Neural representation of sound amplitude in the auditory cortex: effects of noise masking

Abstract

Single auditory cortical neurons express their sensitivity to the amplitude of a preferred-frequency tone pulse as either a monotinic, saturating intensity profile or as a non-monotonic, bell-shaped intensity function. In the presence of continuous, wideband noise masking, the tone intensity profile is displaced toward higher tone levels. The magnitude of the tone threshold adjustments brought about by increments in noise level very closely match the elevations in noise amplitude. The mechanisms underlying the threshold adjustments likely include neural adaptation.
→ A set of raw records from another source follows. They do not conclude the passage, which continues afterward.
//! Outbound adapters (driven side).

pub mod git;
pub mod k8s;
pub mod podman;
pub mod sleeper;

pub use git::GitSource;
pub use k8s::KubeGateway;
pub use podman::PodmanBuilder;
pub use sleeper::TokioSleeper;
//! Deployment records stored in the registry document.

use std::collections::BTreeMap;

use serde::{Deserialize, Serialize};

use super::id::{DeploymentName, ImageTag};

/// Fully qualified container image reference.
#[derive(Debug, Clone, PartialEq, Eq, Serialize, Deserialize)]
pub struct ImageRef {
    /// Registry host, e.g. `myregistry.azurecr.io`.
    pub registry: String,
    /// Repository path inside the registry, without the tag.
    pub repository: String,
    /// Image tag.
    pub tag: ImageTag,
}

impl ImageRef {
    /// Render as `<registry>/<repository>:<tag>`.
    #[must_use]
    pub fn reference(&self) -> String {
        format!("{}/{}:{}", self.registry, self.repository, self.tag)
    }
}

/// Kubernetes-style resource requests and limits (`cpu`, `memory`, ...).
#[derive(Debug, Clone, Default, PartialEq, Eq, Serialize, Deserialize)]
pub struct ResourceRequirements {
    #[serde(default, skip_serializing_if = "BTreeMap::is_empty")]
    pub requests: BTreeMap<String, String>,
    #[serde(default, skip_serializing_if = "BTreeMap::is_empty")]
    pub limits: BTreeMap<String, String>,
}

/// Reference to a single key of a cluster secret.
#[derive(Debug, Clone, PartialEq, Eq, Serialize, Deserialize)]
pub struct SecretKeyRef {
    /// Secret object name.
    pub name: String,
    /// Key inside the secret.
    pub key: String,
}

/// Where an environment variable's value comes from.
#[derive(Debug, Clone, PartialEq, Eq, Serialize, Deserialize)]
#[serde(rename_all = "camelCase")]
pub enum EnvSource {
    /// Literal value.
    Value(String),
    /// Value read from a secret at pod start.
    SecretRef(SecretKeyRef),
}

/// Environment variable for the user-code container.
#[derive(Debug, Clone, PartialEq, Eq, Serialize, Deserialize)]
pub struct EnvVar {
    pub name: String,
    #[serde(flatten)]
    pub source: EnvSource,
}

impl EnvVar {
    /// Plain `name=value` variable.
    pub fn value(name: impl Into<String>, value: impl Into<String>) -> Self {
        Self {
            name: name.into(),
            source: EnvSource::Value(value.into()),
        }
    }

    /// Variable populated from `secret[key]`.
    pub fn secret(
        name: impl Into<String>,
        secret: impl Into<String>,
        key: impl Into<String>,
    ) -> Self {
        Self {
            name: name.into(),
            source: EnvSource::SecretRef(SecretKeyRef {
                name: secret.into(),
                key: key.into(),
            }),
        }
    }
}

/// A single user-code deployment as registered for the environment.
#[derive(Debug, Clone, PartialEq, Eq, Serialize, Deserialize)]
pub struct DeploymentRecord {
    pub name: DeploymentName,
    pub image: ImageRef,
    #[serde(default)]
    pub resources: ResourceRequirements,
    #[serde(default, skip_serializing_if = "Vec::is_empty")]
    pub env: Vec<EnvVar>,
    #[serde(default)]
    pub node: String,
}

impl DeploymentRecord {
    /// Copy of this record pointing at a different image tag.
    #[must_use]
    pub fn with_tag(&self, tag: ImageTag) -> Self {
        let mut record = self.clone();
        record.image.tag = tag;
        record
    }
}

#[cfg(test)]
mod tests {
    use super::*;

    fn record() -> DeploymentRecord {
        DeploymentRecord {
            name: DeploymentName::parse("feature-x").unwrap(),
            image: ImageRef {
                registry: "registry.example.com".into(),
                repository: "team/feature-x".into(),
                tag: ImageTag::parse("abc123").unwrap(),
            },
            resources: ResourceRequirements::default(),
            env: vec![
                EnvVar::value("MODE", "dev"),
                EnvVar::secret("DB_URL", "database", "url"),
            ],
            node: "pool-a".into(),
        }
    }

    #[test]
    fn image_reference_format() {
        assert_eq!(
            record().image.reference(),
            "registry.example.com/team/feature-x:abc123"
        );
    }

    #[test]
    fn env_sources_use_flat_yaml_keys() {
        let yaml = serde_yaml::to_string(&record().env).unwrap();
        assert!(yaml.contains("value: dev"));
        assert!(yaml.contains("secretRef:"));

        let parsed: Vec<EnvVar> = serde_yaml::from_str(&yaml).unwrap();
        assert_eq!(parsed, record().env);
    }

    #[test]
    fn with_tag_only_changes_tag() {
        let original = record();
        let updated = original.with_tag(ImageTag::parse("def456").unwrap());
        assert_eq!(updated.image.tag.as_str(), "def456");
        assert_eq!(updated.name, original.name);
        assert_eq!(updated.image.repository, original.image.repository);
    }
}
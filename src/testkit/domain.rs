//! Builders for domain primitives used across tests.

use crate::domain::id::{DeploymentName, ImageTag};
use crate::domain::record::DeploymentRecord;
use crate::domain::registry::RegistryDocument;

/// Parse a deployment name.
pub fn name(raw: &str) -> DeploymentName {
    DeploymentName::parse(raw).expect("valid deployment name")
}

/// Parse an image tag.
pub fn tag(raw: &str) -> ImageTag {
    ImageTag::parse(raw).expect("valid image tag")
}

/// Record for `name:tag` built from the canonical test settings.
pub fn record(deployment: &str, image_tag: &str) -> DeploymentRecord {
    super::config::settings().record_for(&name(deployment), &tag(image_tag))
}

/// Registry holding one record per `(name, tag)` pair.
pub fn registry(entries: &[(&str, &str)]) -> RegistryDocument {
    let mut registry = RegistryDocument::new();
    for (deployment, image_tag) in entries {
        registry
            .insert(record(deployment, image_tag))
            .expect("unique names");
    }
    registry
}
This is because the tone threshold shifts seen in the spike count data are paralleled by spike latency data, and because recovery of tonal sensitivity following noise offset proceeds in a negatively-accelerating fashion. In some instances, the slope of the masked tone intensity profile is greater than that for unmasked tones. For masked tone levels evoking submaximal responses, this has the consequence that cortical responses to masked tones are somewhat more salient than those for unmasked tones of comparable suprathreshold level. These observations bolster our understanding of the psychophysics of noise-making in normal listeners, and they provide a partial explanation of the difficulty shown by patients with temporal lobe lesions in discriminating signals in noise.